[Task brief] Reading the records below, find how many lines include the word "point" and give that number alone.

[Material provided]
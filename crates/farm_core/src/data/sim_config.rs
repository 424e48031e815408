//! Simulation parameters loaded from RON.

use serde::{Deserialize, Serialize};

use crate::collision::SamplingPolicy;
use crate::error::{FarmError, Result};
use crate::interaction::DEFAULT_INTERACTION_RADIUS;
use crate::lifecycle::DEFAULT_WITHER_AFTER_MS;
use crate::math::{float_serde, Fixed, Millis, Vec2Fixed, WORLD_LIMIT};
use crate::wander::WanderProfile;

/// Map edge used for the default player bounds.
const WORLD_WIDTH: i32 = 6_000;
const WORLD_HEIGHT: i32 = 3_000;
const EDGE_MARGIN: i32 = 32;

/// Axis-aligned rectangle the player is clamped to.
#[derive(Debug, Clone, Copy, PartialEq, Eq, Serialize, Deserialize)]
pub struct WorldBounds {
    /// Top-left corner.
    pub min: Vec2Fixed,
    /// Bottom-right corner.
    pub max: Vec2Fixed,
}

impl Default for WorldBounds {
    fn default() -> Self {
        Self {
            min: Vec2Fixed::from_num(EDGE_MARGIN, EDGE_MARGIN),
            max: Vec2Fixed::from_num(WORLD_WIDTH - EDGE_MARGIN, WORLD_HEIGHT - EDGE_MARGIN),
        }
    }
}

impl WorldBounds {
    /// Clamp `point` into the rectangle.
    #[must_use]
    pub fn clamp(&self, point: Vec2Fixed) -> Vec2Fixed {
        Vec2Fixed::new(
            point.x.clamp(self.min.x, self.max.x),
            point.y.clamp(self.min.y, self.max.y),
        )
    }
}

/// Player tuning.
#[derive(Debug, Clone, Copy, PartialEq, Eq, Serialize, Deserialize)]
#[serde(default)]
pub struct PlayerConfig {
    /// Start position.
    pub spawn: Vec2Fixed,
    /// Distance per move command.
    #[serde(with = "float_serde")]
    pub speed: Fixed,
    /// Half-width of the collision footprint.
    #[serde(with = "float_serde")]
    pub body_radius: Fixed,
    /// Movement clamp.
    pub bounds: WorldBounds,
}

impl Default for PlayerConfig {
    fn default() -> Self {
        Self {
            spawn: Vec2Fixed::from_num(400, 300),
            speed: Fixed::from_num(5),
            body_radius: Fixed::ZERO,
            bounds: WorldBounds::default(),
        }
    }
}

/// Everything the simulation needs besides the catalog and obstacles.
///
/// # Example RON
///
/// ```ron
/// SimulationConfig(
///     seed: 7,
///     lifecycle_tick_ms: 1000,
///     cow: (
///         decision_interval_ms: 2000,
///         move_chance_percent: 70,
///         min_distance: 20,
///         max_distance: 50,
///         wander_radius: Some(150.0),
///         move_duration_ms: 1000,
///         step: 1,
///         body_radius: 8,
///     ),
/// )
/// ```
#[derive(Debug, Clone, PartialEq, Eq, Serialize, Deserialize)]
#[serde(default)]
pub struct SimulationConfig {
    /// Seed for every wander RNG stream.
    pub seed: u64,
    /// Period of per-entity lifecycle ticks.
    pub lifecycle_tick_ms: Millis,
    /// Period of the movement interpolation frame.
    pub frame_ms: Millis,
    /// Reach of the interaction gate.
    #[serde(with = "float_serde")]
    pub interaction_radius: Fixed,
    /// Time a planted crop may go unwatered.
    pub wither_after_ms: Millis,
    /// Path sampling constants.
    pub sampling: SamplingPolicy,
    /// Player tuning.
    pub player: PlayerConfig,
    /// Cow wander tuning.
    pub cow: WanderProfile,
    /// Chicken wander tuning.
    pub chicken: WanderProfile,
}

impl Default for SimulationConfig {
    fn default() -> Self {
        Self {
            seed: 0,
            lifecycle_tick_ms: 1_000,
            frame_ms: 16,
            interaction_radius: Fixed::from_num(DEFAULT_INTERACTION_RADIUS),
            wither_after_ms: DEFAULT_WITHER_AFTER_MS,
            sampling: SamplingPolicy::default(),
            player: PlayerConfig::default(),
            cow: WanderProfile::cow(),
            chicken: WanderProfile::chicken(),
        }
    }
}

impl SimulationConfig {
    /// Parse a config from RON; omitted fields take their defaults.
    pub fn from_ron_str(ron_text: &str) -> Result<Self> {
        ron::from_str(ron_text).map_err(FarmError::ConfigParse)
    }

    /// Check values that would stall or break the simulation.
    ///
    /// Returns a list of validation errors.
    #[must_use]
    pub fn validate(&self) -> Vec<String> {
        let mut errors = Vec::new();

        if self.lifecycle_tick_ms == 0 {
            errors.push("lifecycle_tick_ms must be positive".to_string());
        }
        if self.frame_ms == 0 {
            errors.push("frame_ms must be positive".to_string());
        }
        if self.sampling.path_steps == 0 {
            errors.push("sampling.path_steps must be positive".to_string());
        }
        if self.player.bounds.min.x > self.player.bounds.max.x
            || self.player.bounds.min.y > self.player.bounds.max.y
        {
            errors.push("player.bounds min exceeds max".to_string());
        }
        for (name, point) in [
            ("player.spawn", self.player.spawn),
            ("player.bounds.min", self.player.bounds.min),
            ("player.bounds.max", self.player.bounds.max),
        ] {
            if !point.within_world_limit() {
                errors.push(format!("{name} lies beyond the world limit of {WORLD_LIMIT}"));
            }
        }
        for (name, length) in [
            ("interaction_radius", self.interaction_radius),
            ("player.speed", self.player.speed),
            ("player.body_radius", self.player.body_radius),
        ] {
            if !within_length_limit(length) {
                errors.push(format!("{name} must be between 0 and {WORLD_LIMIT}"));
            }
        }
        for (name, profile) in [("cow", &self.cow), ("chicken", &self.chicken)] {
            if profile.decision_interval_ms == 0 {
                errors.push(format!("{name}.decision_interval_ms must be positive"));
            }
            if profile.min_distance > profile.max_distance {
                errors.push(format!("{name}.min_distance exceeds max_distance"));
            }
            if profile.move_chance_percent > 100 {
                errors.push(format!("{name}.move_chance_percent exceeds 100"));
            }
            if profile.step == 0 {
                errors.push(format!("{name}.step must be positive"));
            }
            if profile.wander_radius.is_some_and(|r| !within_length_limit(r)) {
                errors.push(format!("{name}.wander_radius must be between 0 and {WORLD_LIMIT}"));
            }
            if [profile.max_distance, profile.step, profile.body_radius]
                .into_iter()
                .any(|v| v > WORLD_LIMIT.unsigned_abs())
            {
                errors.push(format!("{name} distances exceed the world limit of {WORLD_LIMIT}"));
            }
        }

        errors
    }
}

fn within_length_limit(length: Fixed) -> bool {
    length >= Fixed::ZERO && length <= Fixed::from_num(WORLD_LIMIT)
}

#[cfg(test)]
mod tests {
    use super::*;

    #[test]
    fn test_empty_config_uses_defaults() {
        let config = SimulationConfig::from_ron_str("()").unwrap();
        assert_eq!(config, SimulationConfig::default());
        assert_eq!(config.cow.wander_radius, Some(Fixed::from_num(150)));
        assert_eq!(config.chicken.wander_radius, None);
        assert!(config.validate().is_empty());
    }

    #[test]
    fn test_partial_override() {
        let config = SimulationConfig::from_ron_str(
            "SimulationConfig(seed: 42, wither_after_ms: 1000, player: (speed: 3.5))",
        )
        .unwrap();
        assert_eq!(config.seed, 42);
        assert_eq!(config.wither_after_ms, 1_000);
        assert_eq!(config.player.speed, Fixed::from_num(3.5));
        assert_eq!(config.player.spawn, Vec2Fixed::from_num(400, 300));
    }

    #[test]
    fn test_bad_ron_is_config_error() {
        let err = SimulationConfig::from_ron_str("SimulationConfig(seed: \"x\")").unwrap_err();
        assert!(matches!(err, FarmError::ConfigParse(_)));
    }

    #[test]
    fn test_validate_flags_bad_profile() {
        let mut config = SimulationConfig::default();
        config.chicken.min_distance = 99;
        config.frame_ms = 0;
        assert_eq!(config.validate().len(), 2);
    }

    #[test]
    fn test_validate_flags_values_beyond_world_limit() {
        let config = SimulationConfig::from_ron_str(
            "SimulationConfig(cow: (decision_interval_ms: 2000, move_chance_percent: 70, \
             min_distance: 20, max_distance: 50, wander_radius: Some(50000.0), \
             move_duration_ms: 1000, step: 1, body_radius: 8))",
        )
        .unwrap();
        let errors = config.validate();
        assert_eq!(errors.len(), 1);
        assert!(errors[0].contains("cow.wander_radius"));

        let mut config = SimulationConfig::default();
        config.player.spawn = Vec2Fixed::from_num(50_000, 300);
        config.interaction_radius = Fixed::from_num(-1);
        assert_eq!(config.validate().len(), 2);
    }

    #[test]
    fn test_bounds_clamp() {
        let bounds = WorldBounds::default();
        assert_eq!(
            bounds.clamp(Vec2Fixed::from_num(-10, 9_000)),
            Vec2Fixed::from_num(32, 2_968)
        );
    }
}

[Task answer] 6